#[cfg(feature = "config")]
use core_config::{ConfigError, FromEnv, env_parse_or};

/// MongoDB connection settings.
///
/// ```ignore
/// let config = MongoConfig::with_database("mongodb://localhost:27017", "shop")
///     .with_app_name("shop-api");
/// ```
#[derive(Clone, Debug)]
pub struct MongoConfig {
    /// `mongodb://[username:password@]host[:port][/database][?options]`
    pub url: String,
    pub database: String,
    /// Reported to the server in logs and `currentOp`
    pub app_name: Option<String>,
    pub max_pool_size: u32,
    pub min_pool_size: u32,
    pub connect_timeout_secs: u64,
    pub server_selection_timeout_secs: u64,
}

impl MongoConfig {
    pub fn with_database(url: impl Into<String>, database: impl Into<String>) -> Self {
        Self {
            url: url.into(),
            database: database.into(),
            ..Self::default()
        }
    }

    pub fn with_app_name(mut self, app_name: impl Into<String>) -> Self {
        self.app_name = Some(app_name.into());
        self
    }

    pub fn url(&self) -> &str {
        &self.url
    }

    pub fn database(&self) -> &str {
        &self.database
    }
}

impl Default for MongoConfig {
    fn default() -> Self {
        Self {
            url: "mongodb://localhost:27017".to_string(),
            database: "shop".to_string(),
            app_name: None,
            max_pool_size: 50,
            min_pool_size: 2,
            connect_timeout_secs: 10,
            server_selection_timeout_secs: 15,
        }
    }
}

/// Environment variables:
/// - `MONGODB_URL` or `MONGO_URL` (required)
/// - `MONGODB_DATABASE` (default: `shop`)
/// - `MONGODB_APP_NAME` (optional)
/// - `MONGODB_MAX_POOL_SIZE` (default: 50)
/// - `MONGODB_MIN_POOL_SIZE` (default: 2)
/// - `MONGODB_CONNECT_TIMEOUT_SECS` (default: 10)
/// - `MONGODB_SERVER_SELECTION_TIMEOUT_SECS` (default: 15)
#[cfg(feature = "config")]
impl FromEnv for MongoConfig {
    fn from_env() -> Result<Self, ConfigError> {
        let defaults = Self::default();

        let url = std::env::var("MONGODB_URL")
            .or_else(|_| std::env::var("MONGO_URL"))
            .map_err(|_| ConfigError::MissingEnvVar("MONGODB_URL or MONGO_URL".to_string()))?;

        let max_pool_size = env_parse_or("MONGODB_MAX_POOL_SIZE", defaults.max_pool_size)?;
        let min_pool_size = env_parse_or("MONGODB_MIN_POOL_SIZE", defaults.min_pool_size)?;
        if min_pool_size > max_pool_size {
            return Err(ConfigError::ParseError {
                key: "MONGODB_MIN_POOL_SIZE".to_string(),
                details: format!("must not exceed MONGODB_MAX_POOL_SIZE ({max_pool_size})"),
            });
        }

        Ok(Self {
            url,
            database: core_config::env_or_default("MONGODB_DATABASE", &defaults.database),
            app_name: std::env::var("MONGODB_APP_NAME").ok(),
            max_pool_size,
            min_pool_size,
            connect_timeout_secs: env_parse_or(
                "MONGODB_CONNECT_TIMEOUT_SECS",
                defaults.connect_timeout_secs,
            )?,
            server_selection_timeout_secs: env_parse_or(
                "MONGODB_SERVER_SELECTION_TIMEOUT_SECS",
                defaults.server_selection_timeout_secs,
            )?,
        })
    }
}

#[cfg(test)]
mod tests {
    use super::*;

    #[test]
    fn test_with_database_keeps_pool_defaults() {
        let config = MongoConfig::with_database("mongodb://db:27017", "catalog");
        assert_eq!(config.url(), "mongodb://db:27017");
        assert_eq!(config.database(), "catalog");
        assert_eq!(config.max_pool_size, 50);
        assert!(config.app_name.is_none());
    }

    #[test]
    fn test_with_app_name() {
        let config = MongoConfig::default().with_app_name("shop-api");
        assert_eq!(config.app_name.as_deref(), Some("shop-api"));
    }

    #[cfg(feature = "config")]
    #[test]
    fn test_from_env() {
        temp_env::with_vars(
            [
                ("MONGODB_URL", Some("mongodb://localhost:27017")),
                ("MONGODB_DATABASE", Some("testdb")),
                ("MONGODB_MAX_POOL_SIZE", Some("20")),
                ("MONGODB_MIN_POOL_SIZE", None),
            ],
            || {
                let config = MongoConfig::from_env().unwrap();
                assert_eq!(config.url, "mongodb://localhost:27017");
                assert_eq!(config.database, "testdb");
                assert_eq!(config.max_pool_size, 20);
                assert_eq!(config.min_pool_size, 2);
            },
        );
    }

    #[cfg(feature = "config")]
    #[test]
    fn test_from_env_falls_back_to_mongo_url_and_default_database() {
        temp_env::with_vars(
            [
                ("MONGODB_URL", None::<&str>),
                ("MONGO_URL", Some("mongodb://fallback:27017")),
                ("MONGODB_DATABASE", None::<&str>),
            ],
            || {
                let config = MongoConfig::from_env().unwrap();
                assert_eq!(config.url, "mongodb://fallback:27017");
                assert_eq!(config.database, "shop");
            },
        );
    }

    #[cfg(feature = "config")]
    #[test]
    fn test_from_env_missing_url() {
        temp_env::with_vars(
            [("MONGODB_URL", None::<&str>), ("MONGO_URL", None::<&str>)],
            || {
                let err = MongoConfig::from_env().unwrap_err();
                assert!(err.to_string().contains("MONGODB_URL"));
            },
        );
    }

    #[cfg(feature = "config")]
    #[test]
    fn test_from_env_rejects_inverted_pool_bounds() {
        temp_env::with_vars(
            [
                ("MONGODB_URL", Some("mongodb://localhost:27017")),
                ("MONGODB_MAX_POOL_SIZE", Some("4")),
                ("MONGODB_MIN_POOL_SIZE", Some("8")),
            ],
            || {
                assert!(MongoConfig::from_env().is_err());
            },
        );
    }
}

----

## Prompt
Copy the lines above exactly, from the very first through the one containing "pub struct MongoConfig", and include no other line.

## Answer space
#[cfg(feature = "config")]
use core_config::{ConfigError, FromEnv, env_parse_or};

/// MongoDB connection settings.
///
/// ```ignore
/// let config = MongoConfig::with_database("mongodb://localhost:27017", "shop")
///     .with_app_name("shop-api");
/// ```
#[derive(Clone, Debug)]
pub struct MongoConfig {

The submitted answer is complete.